Pauvre Biasce ! Quand il l’apprit, il sentit son sang se glacer et chancela plus fort que la nuit où la Louve lui avait fendu le front. Et pourtant, il dut monter au campanile et se rompre les bras à tirer les cordes, lui qui avait le désespoir au cœur, dans le brouhaha du dimanche des Rameaux, dans une allégresse insultante de soleil, de branches d’olivier, de jolies étoffes, de nuages d’encens, de chansons et de prières, tandis que sa pauvre Zolfina souffrait Dieu sait quelles tortures, ô Vierge bénie, Dieu sait quelles tortures !

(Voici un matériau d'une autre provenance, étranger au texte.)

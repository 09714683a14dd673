use serde::{Deserialize, Serialize};

use super::error::{AppError, Result};

/// Size quotas for one process. Loaded once (or republished on explicit
/// reload) and read-only for the duration of a request.
#[derive(Debug, Clone, Serialize, Deserialize)]
pub struct QuotaConfig {
    /// Hard reject bound on decoded input size.
    #[serde(default = "default_max_file_size_mb")]
    pub max_file_size_mb: f64,

    /// Soft bound; exceeding it records a warning and proceeds.
    #[serde(default = "default_warn_file_size_mb")]
    pub warn_file_size_mb: f64,

    /// Hard reject bound on extracted character count.
    #[serde(default = "default_max_extracted_chars")]
    pub max_extracted_chars: usize,

    /// Soft bound on extracted character count.
    #[serde(default = "default_warn_extracted_chars")]
    pub warn_extracted_chars: usize,
}

fn default_max_file_size_mb() -> f64 {
    50.0
}

fn default_warn_file_size_mb() -> f64 {
    25.0
}

fn default_max_extracted_chars() -> usize {
    1_000_000
}

fn default_warn_extracted_chars() -> usize {
    500_000
}

impl Default for QuotaConfig {
    fn default() -> Self {
        Self {
            max_file_size_mb: default_max_file_size_mb(),
            warn_file_size_mb: default_warn_file_size_mb(),
            max_extracted_chars: default_max_extracted_chars(),
            warn_extracted_chars: default_warn_extracted_chars(),
        }
    }
}

impl QuotaConfig {
    /// Invariant: warn <= max on both axes.
    pub fn validate(&self) -> Result<()> {
        if self.max_file_size_mb <= 0.0 {
            return Err(AppError::ValidationError(
                "max_file_size_mb must be positive".to_string(),
            ));
        }
        if self.warn_file_size_mb > self.max_file_size_mb {
            return Err(AppError::ValidationError(format!(
                "warn_file_size_mb ({}) exceeds max_file_size_mb ({})",
                self.warn_file_size_mb, self.max_file_size_mb
            )));
        }
        if self.max_extracted_chars == 0 {
            return Err(AppError::ValidationError(
                "max_extracted_chars must be positive".to_string(),
            ));
        }
        if self.warn_extracted_chars > self.max_extracted_chars {
            return Err(AppError::ValidationError(format!(
                "warn_extracted_chars ({}) exceeds max_extracted_chars ({})",
                self.warn_extracted_chars, self.max_extracted_chars
            )));
        }
        Ok(())
    }
}

#[cfg(test)]
mod tests {
    use super::*;

    #[test]
    fn default_config_is_valid() {
        assert!(QuotaConfig::default().validate().is_ok());
    }

    #[test]
    fn warn_above_max_is_rejected() {
        let config = QuotaConfig {
            warn_file_size_mb: 80.0,
            ..QuotaConfig::default()
        };
        assert!(config.validate().is_err());

        let config = QuotaConfig {
            warn_extracted_chars: 2_000_000,
            ..QuotaConfig::default()
        };
        assert!(config.validate().is_err());
    }
}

Il y eut des jours terribles. À la tombée des ténèbres, Biasce rôdait autour de la maison de la malade comme un chacal autour d’un cimetière ; il s’arrêtait par moments sous la fenêtre close, éclairée de l’intérieur, et, avec des yeux gonflés de larmes, il regardait les ombres passer sur les vitres en tendant l’oreille, en comprimant de la main sa poitrine que brisait la suffocation ; puis il continuait de tournoyer comme un fou, ou courait se réfugier dans la logette. Il y passait les longues heures de la nuit, près des cloches immobiles, terrassé par l’angoisse immense, plus blême qu’un cadavre. Sous lui, dans les rues inondées de lune et de silence, rien, pas âme qui vive ; devant lui, la mer triste et moutonnante qui se brisait avec une rumeur monotone sur les rivages déserts ; sur lui l’azur cruel.

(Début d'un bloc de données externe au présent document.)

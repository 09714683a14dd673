use serde::{Deserialize, Serialize};
use std::time::Instant;

use super::document::{ExtractionMode, FileType};

/// Mutable per-request record threaded through every stage and finalized
/// once before the result is returned.
///
/// `errors` and `warnings` are append-only for the lifetime of the request;
/// `total_chars` always equals the length of the text ultimately returned.
#[derive(Debug, Clone, Serialize, Deserialize)]
pub struct ProcessingMetrics {
    pub filename: String,
    pub content_type: String,
    pub file_type: Option<FileType>,
    pub extraction_mode: ExtractionMode,
    pub page_count: i64,
    pub total_chars: usize,
    pub processing_time_ms: u64,
    pub ocr_method: Option<String>,
    pub rows_sampled: usize,
    pub optimization_applied: bool,
    pub errors: Vec<String>,
    pub warnings: Vec<String>,
}

impl ProcessingMetrics {
    pub fn new(filename: impl Into<String>, content_type: impl Into<String>) -> Self {
        Self {
            filename: filename.into(),
            content_type: content_type.into(),
            file_type: None,
            extraction_mode: ExtractionMode::Direct,
            page_count: 1,
            total_chars: 0,
            processing_time_ms: 0,
            ocr_method: None,
            rows_sampled: 0,
            optimization_applied: false,
            errors: Vec::new(),
            warnings: Vec::new(),
        }
    }

    pub fn record_error(&mut self, message: impl Into<String>) {
        self.errors.push(message.into());
    }

    pub fn record_warning(&mut self, message: impl Into<String>) {
        self.warnings.push(message.into());
    }

    /// Stamp the elapsed wall time. Called exactly once per request.
    pub fn finalize(&mut self, started: Instant) {
        self.processing_time_ms = started.elapsed().as_millis() as u64;
    }
}
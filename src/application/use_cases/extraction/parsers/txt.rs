use crate::application::use_cases::extraction::DocumentExtraction;

impl DocumentExtraction {
    pub(in crate::application::use_cases::extraction) fn extract_txt(bytes: &[u8]) -> String {
        String::from_utf8_lossy(bytes).trim().to_string()
    }
}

Et là-bas, sous ce toit qu’on entrevoyait à peine, Zolfina était à l’agonie, étendue sur sa couche, muette, avec sur son visage noirâtre des coulées grumeleuses de matières purulentes, muette toujours, tandis que la bougie pâlissait dans la blancheur crépusculaire et que le chuchotement des prières éclatait en une explosion de sanglots. Deux ou trois fois elle souleva sa tête blonde, péniblement, comme si elle eût voulu parler ; mais les mots lui restaient dans la gorge, mais l’air lui manquait, mais la lumière l’abandonnait. Elle remua les lèvres avec des râlements étouffés, comme un agneau qu’on égorge, puis se glaça.

Biasce alla la voir, sa pauvre morte. Hébété, les yeux vitreux, il regarda le cercueil tout embaumé de fleurs fraîches sous lesquelles s’allongeait cette pourriture de jeunes chairs, cette corruption d’humeurs déjà décomposées sous la neige du lin. Il regarda un instant, mêlé dans la foule ; puis il sortit, revint au gîte, monta l’échelle de bois jusqu’à moitié, prit la corde de la Chanteuse, fit un nœud coulant, y passa son cou, se laissa pendre dans le vide.

Les soubresauts du pendu firent que, à travers le silence du Vendredi-Saint, la Chanteuse lança dans un éclair de lumière cinq ou six carillons inattendus, argentins, joyeux ; et un vol d’hirondelles jaillit du toit dans le soleil.